Our usual rate of travel was 25 miles a day, frequently more or less. When we found good stopping places, with grass and water, we halted to “condition” our stock, occasionally resting a day or two.
Our most exciting adventure was with the Indians. One day we met three Pawnee braves afoot. About an hour after, 150 Cheyenne Indians, in their war paint, rode up to us. I had a fine riding horse which had been foundered a few days before and I traded with one of the braves, he getting the best of the bargain. This was probably about ten o’clock A. M. About twelve o’clock, we drove down a slight hill to water our horses and to cook dinner. We turned loose our animals with long lariats attached to iron pins for safety.

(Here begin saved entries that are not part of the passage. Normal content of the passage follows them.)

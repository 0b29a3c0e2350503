//! Fuel model: how far each kind of vehicle goes per litre and what its
//! stunt costs.

use std::fmt;

use serde::{Deserialize, Serialize};

const KM_PER_LITRE: f64 = 10.0;
const KM_PER_LITRE_HYBRID: f64 = 5.0;
const KM_PER_LITRE_MOTO: f64 = 20.0;
const KM_PER_LITRE_TRUCK: f64 = 6.25;
const QUAD_RANGE_FACTOR: f64 = 0.5;

const TRUCK_LOAD_STEP_KG: f64 = 1000.0;
const TRUCK_LOAD_PENALTY: f64 = 0.2;

const SKID_COST: f64 = 7.5;
const SKID_COST_HYBRID: f64 = 6.25;
const WHEELIE_COST: f64 = 6.5;

pub const TRUCK_CAPACITY_RANGE: std::ops::RangeInclusive<f64> = 90.0..=150.0;
pub const TRUCK_LOAD_RANGE: std::ops::RangeInclusive<f64> = 1000.0..=10000.0;

#[derive(Debug, Clone, Copy, PartialEq, Eq, Serialize, Deserialize)]
pub enum EngineClass {
    Cc125,
    Cc250,
    Cc400,
    Cc500,
    Cc750,
    Cc900,
    Cc1000,
}

impl EngineClass {
    pub const ALL: [Self; 7] = [
        Self::Cc125,
        Self::Cc250,
        Self::Cc400,
        Self::Cc500,
        Self::Cc750,
        Self::Cc900,
        Self::Cc1000,
    ];

    pub const fn cc(self) -> u32 {
        match self {
            Self::Cc125 => 125,
            Self::Cc250 => 250,
            Self::Cc400 => 400,
            Self::Cc500 => 500,
            Self::Cc750 => 750,
            Self::Cc900 => 900,
            Self::Cc1000 => 1000,
        }
    }

    /// Kilometres per litre for this displacement.
    ///
    /// The displacement term is an integer division, so it only ever
    /// subtracts whole kilometres.
    pub fn km_per_litre(self) -> f64 {
        KM_PER_LITRE_MOTO - f64::from((1000 - self.cc()) / 1000)
    }
}

/// Homologation class of a quad. Descriptive only.
#[derive(Debug, Clone, Copy, PartialEq, Eq, Serialize, Deserialize)]
pub enum QuadClass {
    LightQuadricycle,
    HeavyQuadricycle,
    SpecialVehicle,
}

impl QuadClass {
    pub const ALL: [Self; 3] = [
        Self::LightQuadricycle,
        Self::HeavyQuadricycle,
        Self::SpecialVehicle,
    ];
}

impl fmt::Display for QuadClass {
    fn fmt(&self, f: &mut fmt::Formatter<'_>) -> fmt::Result {
        match self {
            Self::LightQuadricycle => write!(f, "light quadricycle"),
            Self::HeavyQuadricycle => write!(f, "heavy quadricycle"),
            Self::SpecialVehicle => write!(f, "special vehicle"),
        }
    }
}

#[derive(Debug, Clone, Copy, PartialEq, Eq, Serialize, Deserialize)]
pub enum Stunt {
    Skid,
    Wheelie,
}

impl fmt::Display for Stunt {
    fn fmt(&self, f: &mut fmt::Formatter<'_>) -> fmt::Result {
        match self {
            Self::Skid => write!(f, "Skid"),
            Self::Wheelie => write!(f, "Wheelie"),
        }
    }
}

#[derive(Debug, Clone, Copy, PartialEq, Serialize, Deserialize)]
#[serde(tag = "kind", rename_all = "snake_case")]
pub enum VehicleKind {
    Generic,
    Car { hybrid: bool },
    Motorcycle { engine: EngineClass },
    Truck { load_kg: f64 },
    Quad { engine: EngineClass, class: QuadClass },
}

impl VehicleKind {
    /// Kilometres covered per litre on a trip.
    pub fn km_per_litre(&self) -> f64 {
        match *self {
            Self::Generic | Self::Car { hybrid: false } => KM_PER_LITRE,
            Self::Car { hybrid: true } => KM_PER_LITRE_HYBRID,
            Self::Motorcycle { engine } | Self::Quad { engine, .. } => engine.km_per_litre(),
            Self::Truck { load_kg } => KM_PER_LITRE_TRUCK - weight_penalty(load_kg),
        }
    }

    /// Share of `fuel * km_per_litre` the tank is good for. Quads only get
    /// half of it.
    pub const fn range_factor(&self) -> f64 {
        match self {
            Self::Quad { .. } => QUAD_RANGE_FACTOR,
            _ => 1.0,
        }
    }

    /// The stunt this kind performs and its fixed fuel cost.
    pub fn stunt(&self) -> Option<(Stunt, f64)> {
        match *self {
            Self::Generic => None,
            Self::Car { hybrid: false } | Self::Truck { .. } => Some((Stunt::Skid, SKID_COST)),
            Self::Car { hybrid: true } => Some((Stunt::Skid, SKID_COST_HYBRID)),
            Self::Motorcycle { .. } | Self::Quad { .. } => Some((Stunt::Wheelie, WHEELIE_COST)),
        }
    }

    pub const fn label(&self) -> &'static str {
        match self {
            Self::Generic => "Vehicle",
            Self::Car { .. } => "Car",
            Self::Motorcycle { .. } => "Motorcycle",
            Self::Truck { .. } => "Truck",
            Self::Quad { .. } => "Quad",
        }
    }
}

/// Whole kilometres per litre a truck loses to its load.
pub fn weight_penalty(load_kg: f64) -> f64 {
    ((load_kg / TRUCK_LOAD_STEP_KG) * TRUCK_LOAD_PENALTY).floor()
}

/// Rounds to two decimals, the precision every report uses.
pub fn round2(value: f64) -> f64 {
    (value * 100.0).round() / 100.0
}
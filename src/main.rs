#![warn(clippy::all, clippy::pedantic, clippy::cargo, clippy::nursery)]

use clap::Parser;
use color_eyre::Result;
use tracing_subscriber::EnvFilter;

use jarama::{
    NameRegistry, Race, RaceConfig, ResultsReporter, Vehicle, VehicleFactory, VehicleKind,
};

#[derive(Parser)]
#[command(name = "jarama")]
#[command(version)]
#[command(about = "Multi-vehicle race where every kilometre costs fuel")]
struct Cli {
    /// Participant names, one random vehicle each
    #[arg(required = true)]
    names: Vec<String>,

    /// Race name
    #[arg(long)]
    name: Option<String>,

    /// Distance to the finish line in km (at least 1000)
    #[arg(long, short = 'd')]
    distance: Option<f64>,

    /// Seed for a reproducible race
    #[arg(long, short = 's')]
    seed: Option<u64>,

    /// Print the whole race as JSON
    #[arg(long)]
    json: bool,

    /// Print the partial ranking after every round
    #[arg(long)]
    rounds: bool,

    /// Verbose logging on stderr
    #[arg(long, short = 'v')]
    verbose: bool,
}

impl Cli {
    fn config(&self) -> RaceConfig {
        let defaults = RaceConfig::default();
        RaceConfig {
            name: self.name.clone().unwrap_or(defaults.name),
            distance: self.distance.unwrap_or(defaults.distance),
            seed: self.seed,
        }
    }
}

fn main() -> Result<()> {
    color_eyre::install()?;
    let cli = Cli::parse();
    init_tracing(cli.verbose);

    let config = cli.config();
    config.validate()?;
    let mut rng = config.rng();

    let mut registry = NameRegistry::new();
    let vehicles = VehicleFactory::new(&mut registry).roster(&cli.names, &mut rng)?;
    if !cli.json {
        for vehicle in &vehicles {
            println!("{} got {}", vehicle.name(), describe(vehicle));
        }
    }

    let mut race = Race::new(config.name.clone(), config.distance, vehicles)?;
    race.start(&mut rng)?;

    let reporter = ResultsReporter::new(&race);
    if cli.json {
        println!("{}", reporter.export());
        return Ok(());
    }

    if cli.rounds {
        for log in race.logs() {
            println!("\n* Partial ranking (round {}):\n", log.round);
            for standing in &log.standings {
                println!(
                    "{} -> {} (km = {}, fuel = {} L)",
                    standing.position, standing.name, standing.odometer, standing.fuel
                );
            }
        }
    }

    if let Some(winner) = race.winner() {
        println!("\n{} wins {} after {} rounds.", winner.name(), race.name(), race.round());
    }

    println!("\n* Final ranking:\n");
    for result in reporter.final_ranking() {
        println!("{} -> {} ({} km)", result.rank, result.name, result.distance);
    }

    println!("\n* Detailed history:\n");
    for (position, (name, history)) in reporter.detailed_history().into_iter().enumerate() {
        println!("{} -> {}", position + 1, name);
        for line in history {
            println!("{line}");
        }
        println!();
    }

    Ok(())
}

fn init_tracing(verbose: bool) {
    let default_level = if verbose { "jarama=debug" } else { "warn" };
    let filter =
        EnvFilter::try_from_default_env().unwrap_or_else(|_| EnvFilter::new(default_level));

    tracing_subscriber::fmt()
        .with_env_filter(filter)
        .with_writer(std::io::stderr)
        .init();
}

fn describe(vehicle: &Vehicle) -> String {
    let make = format!("{} {}", vehicle.brand(), vehicle.model());
    let make = make.trim();
    let capacity = vehicle.fuel_capacity();
    let fuel = jarama::fuel::round2(vehicle.fuel());

    let details = match vehicle.kind() {
        VehicleKind::Generic => String::new(),
        VehicleKind::Car { hybrid } => {
            if *hybrid {
                ", hybrid".to_string()
            } else {
                String::new()
            }
        }
        VehicleKind::Motorcycle { engine } => format!(", {} cc", engine.cc()),
        VehicleKind::Truck { load_kg } => format!(", {load_kg} kg load"),
        VehicleKind::Quad { engine, class } => format!(", {} cc, {class}", engine.cc()),
    };

    if make.is_empty() {
        format!("a {} ({fuel}/{capacity} L{details})", vehicle.kind().label())
    } else {
        format!("a {} {make} ({fuel}/{capacity} L{details})", vehicle.kind().label())
    }
}
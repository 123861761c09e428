//! Status, attributes and history handlers.

use std::sync::Arc;

use tabled::Tabled;

use sdcp_core::{
    Attributes, Command, CommandResult, PrintHistoryEntry, Printer, StatusSnapshot, Temperature,
};

use crate::cli::{OutputFormat, StatusArgs};
use crate::error::CliError;
use crate::output;

use super::Context;

// ── Status ───────────────────────────────────────────────────────────

fn temperature(t: Option<&Temperature>) -> String {
    match t {
        Some(Temperature {
            current,
            target: Some(target),
        }) => format!("{current:.1} / {target:.1} °C"),
        Some(Temperature { current, .. }) => format!("{current:.1} °C"),
        None => "-".into(),
    }
}

fn status_detail(s: &Arc<StatusSnapshot>) -> Vec<(&'static str, String)> {
    let print = &s.print;
    let mut pairs = vec![
        ("Machine", s.machine_status.label().to_owned()),
        ("Print", print.status.label().to_owned()),
        ("File", output::or_dash(print.filename.as_deref())),
        (
            "Progress",
            format!(
                "{:.1}% (layer {}/{})",
                print.percent_complete, print.current_layer, print.total_layers
            ),
        ),
        (
            "Time",
            format!(
                "{} elapsed, {} remaining",
                output::duration_ms(print.current_time_ms),
                output::duration_ms(print.remaining_time_ms)
            ),
        ),
        ("Nozzle", temperature(s.temperatures.nozzle.as_ref())),
        ("Bed", temperature(s.temperatures.bed.as_ref())),
        ("Chamber", temperature(s.temperatures.chamber.as_ref())),
        (
            "Fans",
            format!(
                "model {}  aux {}  box {}",
                output::or_dash(s.fans.model),
                output::or_dash(s.fans.auxiliary),
                output::or_dash(s.fans.chamber)
            ),
        ),
    ];
    if let Some(speed) = print.print_speed_pct {
        pairs.push(("Speed", format!("{speed}%")));
    }
    if let Some(light) = &s.light {
        pairs.push(("Light", if light.on { "on" } else { "off" }.into()));
    }
    if let Some(p) = &s.position {
        pairs.push(("Position", format!("X{:.2} Y{:.2} Z{:.2}", p.x, p.y, p.z)));
    }
    if print.error_code != 0 {
        pairs.push(("Error", print.error_code.to_string()));
    }
    pairs.push(("Updated", s.updated_at.to_rfc3339()));
    pairs
}

/// One line per push in `--watch` table mode.
fn status_line(s: &StatusSnapshot, color: bool) -> String {
    format!(
        "{}  {:<10} {:>5.1}%  layer {}/{}  nozzle {}  bed {}",
        s.updated_at.format("%H:%M:%S"),
        output::emphasize(s.print.status.label(), color),
        s.print.percent_complete,
        s.print.current_layer,
        s.print.total_layers,
        temperature(s.temperatures.nozzle.as_ref()),
        temperature(s.temperatures.bed.as_ref()),
    )
}

pub async fn status(args: StatusArgs, ctx: &Context) -> Result<(), CliError> {
    let printer = ctx.connect().await?;
    let result = if args.watch {
        watch(&printer, ctx).await
    } else {
        show_status(&printer, ctx).await
    };
    printer.disconnect().await;
    result
}

async fn show_status(printer: &Printer, ctx: &Context) -> Result<(), CliError> {
    let CommandResult::Status(Some(snapshot)) = printer.execute(Command::RefreshStatus).await?
    else {
        return Err(CliError::NoData {
            what: "a status".into(),
        });
    };
    let rendered = output::render_single(ctx.output()?, &snapshot, status_detail)?;
    ctx.print(&rendered);
    Ok(())
}

async fn watch(printer: &Printer, ctx: &Context) -> Result<(), CliError> {
    let format = ctx.output()?;
    let color = ctx.color();
    let mut stream = printer.status_stream();
    if let Some(current) = stream.current() {
        ctx.print(&render_push(format, current, color)?);
    }
    loop {
        tokio::select! {
            _ = tokio::signal::ctrl_c() => break,
            next = stream.changed() => match next {
                Some(snapshot) => ctx.print(&render_push(format, &snapshot, color)?),
                None => {
                    return Err(CliError::ConnectionLost {
                        reason: "status stream closed".into(),
                    });
                }
            },
        }
    }
    Ok(())
}

fn render_push(
    format: OutputFormat,
    snapshot: &StatusSnapshot,
    color: bool,
) -> Result<String, CliError> {
    match format {
        OutputFormat::Table => Ok(status_line(snapshot, color)),
        // One document per line so the stream stays parseable.
        OutputFormat::Json | OutputFormat::JsonCompact => output::render_json(snapshot, true),
        OutputFormat::Yaml => Ok(format!("---\n{}", output::render_yaml(snapshot)?)),
    }
}

// ── Attributes ───────────────────────────────────────────────────────

fn attributes_detail(a: &Arc<Attributes>) -> Vec<(&'static str, String)> {
    vec![
        ("Name", a.name.clone()),
        ("Model", a.machine_name.clone()),
        ("Brand", output::or_dash(a.brand_name.as_deref())),
        ("Mainboard", a.mainboard_id.clone()),
        ("Address", output::or_dash(a.mainboard_ip.as_deref())),
        ("Protocol", output::or_dash(a.protocol_version.as_deref())),
        ("Firmware", output::or_dash(a.firmware_version.as_deref())),
        ("Resolution", output::or_dash(a.resolution.as_deref())),
        ("Volume", output::or_dash(a.build_volume.as_deref())),
        ("Capabilities", a.capabilities.join(", ")),
        ("File types", a.supported_file_types.join(", ")),
        (
            "Video streams",
            format!(
                "{}/{}",
                output::or_dash(a.video_streams_connected),
                output::or_dash(a.video_streams_max)
            ),
        ),
        ("Free storage", output::or_dash(a.remaining_memory)),
        ("Camera", output::or_dash(a.camera_connected)),
        ("USB disk", output::or_dash(a.usb_disk_connected)),
    ]
}

pub async fn attributes(ctx: &Context) -> Result<(), CliError> {
    let printer = ctx.connect().await?;
    let result = printer.execute(Command::RefreshAttributes).await;
    printer.disconnect().await;

    let CommandResult::Attributes(Some(attributes)) = result? else {
        return Err(CliError::NoData {
            what: "its attributes".into(),
        });
    };
    let rendered = output::render_single(ctx.output()?, &attributes, attributes_detail)?;
    ctx.print(&rendered);
    Ok(())
}

// ── History ──────────────────────────────────────────────────────────

#[derive(Tabled)]
struct HistoryRow {
    #[tabled(rename = "Task")]
    task_id: String,
    #[tabled(rename = "File")]
    filename: String,
    #[tabled(rename = "Started")]
    begin: String,
    #[tabled(rename = "Duration")]
    duration: String,
    #[tabled(rename = "Layers")]
    layers: String,
    #[tabled(rename = "Status")]
    status: String,
}

fn history_row(entry: &Arc<PrintHistoryEntry>) -> HistoryRow {
    let duration = match (entry.begin_time, entry.end_time) {
        (Some(begin), Some(end)) if end >= begin => {
            output::duration_ms(u64::try_from((end - begin).num_milliseconds()).unwrap_or(0))
        }
        _ => "-".into(),
    };
    HistoryRow {
        task_id: entry.task_id.clone(),
        filename: output::or_dash(entry.filename.as_deref()),
        begin: output::or_dash(
            entry
                .begin_time
                .map(|t| t.with_timezone(&chrono::Local).format("%Y-%m-%d %H:%M")),
        ),
        duration,
        layers: output::or_dash(entry.layers_printed),
        status: output::or_dash(entry.status),
    }
}

pub async fn history(ctx: &Context) -> Result<(), CliError> {
    let printer = ctx.connect().await?;
    let result = printer.execute(Command::ListHistory).await;
    printer.disconnect().await;

    let entries = match result? {
        CommandResult::History(entries) => entries,
        _ => printer.history(),
    };
    let rendered = output::render_list(ctx.output()?, entries.as_slice(), history_row)?;
    ctx.print(&rendered);
    Ok(())
}
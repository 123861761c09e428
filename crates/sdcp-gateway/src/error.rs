// ── Gateway error types ──
//
// Every failure a proxied client can observe. Upstream trouble becomes a
// gateway status on the wire; it is never an internal fault.

use std::net::SocketAddr;

use axum::Json;
use axum::http::StatusCode;
use axum::response::{IntoResponse, Response};
use serde_json::json;
use thiserror::Error;

use sdcp_core::CoreError;

#[derive(Debug, Error)]
pub enum GatewayError {
    #[error("Failed to bind the {surface} surface on {addr}: {source}")]
    Bind {
        surface: &'static str,
        addr: SocketAddr,
        source: std::io::Error,
    },

    #[error("No printers registered")]
    NoPrinters,

    #[error("Unknown printer: {id}")]
    UnknownPrinter { id: String },

    #[error("Upstream printer {device} unavailable: {reason}")]
    Upstream { device: String, reason: String },

    #[error(transparent)]
    Core(#[from] CoreError),

    #[error("HTTP client error: {0}")]
    Client(#[from] reqwest::Error),

    #[error("IO error: {0}")]
    Io(#[from] std::io::Error),
}

impl GatewayError {
    pub fn upstream(device: impl Into<String>, reason: impl ToString) -> Self {
        Self::Upstream {
            device: device.into(),
            reason: reason.to_string(),
        }
    }

    pub fn status_code(&self) -> StatusCode {
        match self {
            Self::NoPrinters => StatusCode::SERVICE_UNAVAILABLE,
            Self::UnknownPrinter { .. } => StatusCode::NOT_FOUND,
            Self::Upstream { .. } => StatusCode::BAD_GATEWAY,
            Self::Core(err) => core_status(err),
            Self::Bind { .. } | Self::Client(_) | Self::Io(_) => StatusCode::INTERNAL_SERVER_ERROR,
        }
    }
}

fn core_status(err: &CoreError) -> StatusCode {
    match err {
        CoreError::NotConnected => StatusCode::SERVICE_UNAVAILABLE,
        CoreError::Timeout { .. } => StatusCode::GATEWAY_TIMEOUT,
        CoreError::ConnectionFailed { .. }
        | CoreError::ConnectionLost { .. }
        | CoreError::TooManyClients
        | CoreError::RegistrationRejected { .. } => StatusCode::BAD_GATEWAY,
        CoreError::Rejected { .. } => StatusCode::UNPROCESSABLE_ENTITY,
        CoreError::Unsupported { .. } | CoreError::Config { .. } => StatusCode::BAD_REQUEST,
        CoreError::DeviceNotFound { .. } => StatusCode::NOT_FOUND,
        CoreError::Malformed { .. } | CoreError::Discovery { .. } | CoreError::Internal(_) => {
            StatusCode::INTERNAL_SERVER_ERROR
        }
    }
}

impl IntoResponse for GatewayError {
    fn into_response(self) -> Response {
        let status = self.status_code();
        let body = match &self {
            Self::Upstream { device, .. } => {
                json!({ "error": "upstream unavailable", "device": device })
            }
            Self::UnknownPrinter { id } => json!({ "error": "unknown printer", "device": id }),
            other => json!({ "error": other.to_string() }),
        };
        (status, Json(body)).into_response()
    }
}
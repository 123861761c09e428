// ── Request correlation ──
//
// Outstanding-request table shared by all three transports. Every entry
// is removed exactly once: on completion, on timeout (via the waiter's
// Drop), or by `fail_all` when the connection is torn down.

use std::collections::HashMap;
use std::hash::Hash;
use std::sync::{Arc, Mutex, PoisonError};
use std::time::Duration;

use tokio::sync::oneshot;

use crate::error::Error;

type Slot<V> = oneshot::Sender<Result<V, Error>>;

/// Correlation id → completion signal.
pub struct PendingRequests<K, V> {
    slots: Arc<Mutex<HashMap<K, Slot<V>>>>,
}

impl<K, V> Clone for PendingRequests<K, V> {
    fn clone(&self) -> Self {
        Self {
            slots: Arc::clone(&self.slots),
        }
    }
}

impl<K, V> Default for PendingRequests<K, V> {
    fn default() -> Self {
        Self {
            slots: Arc::new(Mutex::new(HashMap::new())),
        }
    }
}

impl<K, V> PendingRequests<K, V>
where
    K: Eq + Hash + Clone,
{
    pub fn new() -> Self {
        Self::default()
    }

    /// Register a waiter for `key`. Replaces (and drops) any previous waiter.
    pub fn register(&self, key: K) -> Waiter<K, V> {
        let (tx, rx) = oneshot::channel();
        self.lock().insert(key.clone(), tx);
        Waiter {
            key,
            rx,
            slots: Arc::clone(&self.slots),
        }
    }

    /// Deliver a response. Returns `false` if nobody was waiting.
    pub fn resolve(&self, key: &K, value: V) -> bool {
        match self.lock().remove(key) {
            Some(tx) => tx.send(Ok(value)).is_ok(),
            None => false,
        }
    }

    /// Release every waiter with a `Disconnected` outcome.
    pub fn fail_all(&self) -> usize {
        let drained: Vec<Slot<V>> = self.lock().drain().map(|(_, tx)| tx).collect();
        let count = drained.len();
        for tx in drained {
            let _ = tx.send(Err(Error::Disconnected));
        }
        count
    }

    pub fn contains(&self, key: &K) -> bool {
        self.lock().contains_key(key)
    }

    pub fn len(&self) -> usize {
        self.lock().len()
    }

    pub fn is_empty(&self) -> bool {
        self.lock().is_empty()
    }

    fn lock(&self) -> std::sync::MutexGuard<'_, HashMap<K, Slot<V>>> {
        self.slots.lock().unwrap_or_else(PoisonError::into_inner)
    }
}

// ── Waiter ───────────────────────────────────────────────────────────

/// One outstanding command. Dropping it unregisters the correlation id.
pub struct Waiter<K: Eq + Hash, V> {
    key: K,
    rx: oneshot::Receiver<Result<V, Error>>,
    slots: Arc<Mutex<HashMap<K, Slot<V>>>>,
}

impl<K: Eq + Hash, V> Waiter<K, V> {
    /// Wait for the response, bounded by `timeout`.
    pub async fn wait(mut self, timeout: Duration) -> Result<V, Error> {
        match tokio::time::timeout(timeout, &mut self.rx).await {
            Ok(Ok(result)) => result,
            // Sender dropped without a value: the table was torn down.
            Ok(Err(_)) => Err(Error::Disconnected),
            Err(_) => Err(Error::Timeout {
                timeout_ms: u64::try_from(timeout.as_millis()).unwrap_or(u64::MAX),
            }),
        }
    }
}

impl<K: Eq + Hash, V> Drop for Waiter<K, V> {
    fn drop(&mut self) {
        self.slots
            .lock()
            .unwrap_or_else(PoisonError::into_inner)
            .remove(&self.key);
    }
}

// ── Tests ────────────────────────────────────────────────────────────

Suddenly a body of about fifty mounted Indians came sweeping down the hill, whooping and howling like mad. Supposing they intended to stampede our animals, we hurriedly staked the lariats to the ground and then got out our shooting irons, ready to welcome the Indians with bloody hands to hospital graves. At this moment, Marcy ran from behind one of our wagons exclaiming, “By God! I will kill them.” I grabbed his gun, telling him he had better not shoot. By this time we saw another band, about the same number, coming over the hill in the same boisterous manner. The first band was going on, we motioned to the second part to go around us, which they did. Then we saw a third band more hilarious than the others. We stopped the later band, as we did not fear them, and to our astonishment, found they had the scalps of the three Pawnees we had met, attached to long poles. All this fuss of the three bands was in celebration of their wonderful (?) victory over three lone braves on foot.